Plotting Probability Ellipses for Bivariate Normal Distributions

Plotting probability ellipses can be a useful way to visualize bivariate normal distributions. A probability ellipse represents a contour of constant probability within which a certain percentage of the distribution lies. The width and orientation of probability ellipses can yield information about the correlation between the two data points of interest.

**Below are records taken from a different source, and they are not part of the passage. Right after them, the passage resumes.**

//! Core logger types and traits

pub mod config;
pub mod error;
pub mod fields;
pub mod flags;
pub mod group;
pub mod header;
pub mod log_level;
pub mod logger;
pub mod metrics;
pub mod sink;
pub mod termination;

pub use config::{LoggerConfig, Output};
pub use error::{LoggerError, Result};
pub use fields::{FieldValue, Fields};
pub use flags::FormatFlags;
pub use group::LoggerGroup;
pub use header::{CallerLocation, Header};
pub use log_level::LogLevel;
pub use logger::{Logger, LoggerBuilder, DEFAULT_FLAGS, RESERVED_KEYS};
pub use metrics::LoggerMetrics;
pub use sink::Sink;
pub use termination::{process_exit, ExitHook, FATAL_EXIT_CODE};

To plot probability ellipses of a bivariate normal distribution, you need to have a vector containing the means of both data sets of interest as well as the covariance matrix for the two data sets. Each probability ellipse is centered around the means of the two data sets and oriented in the direction of the first eigenvector of the covariance matrix. The length of the primary axis of each ellipse is proportional to the value of the percentile of the Chi Squared distribution for the given percentile the ellipse represents.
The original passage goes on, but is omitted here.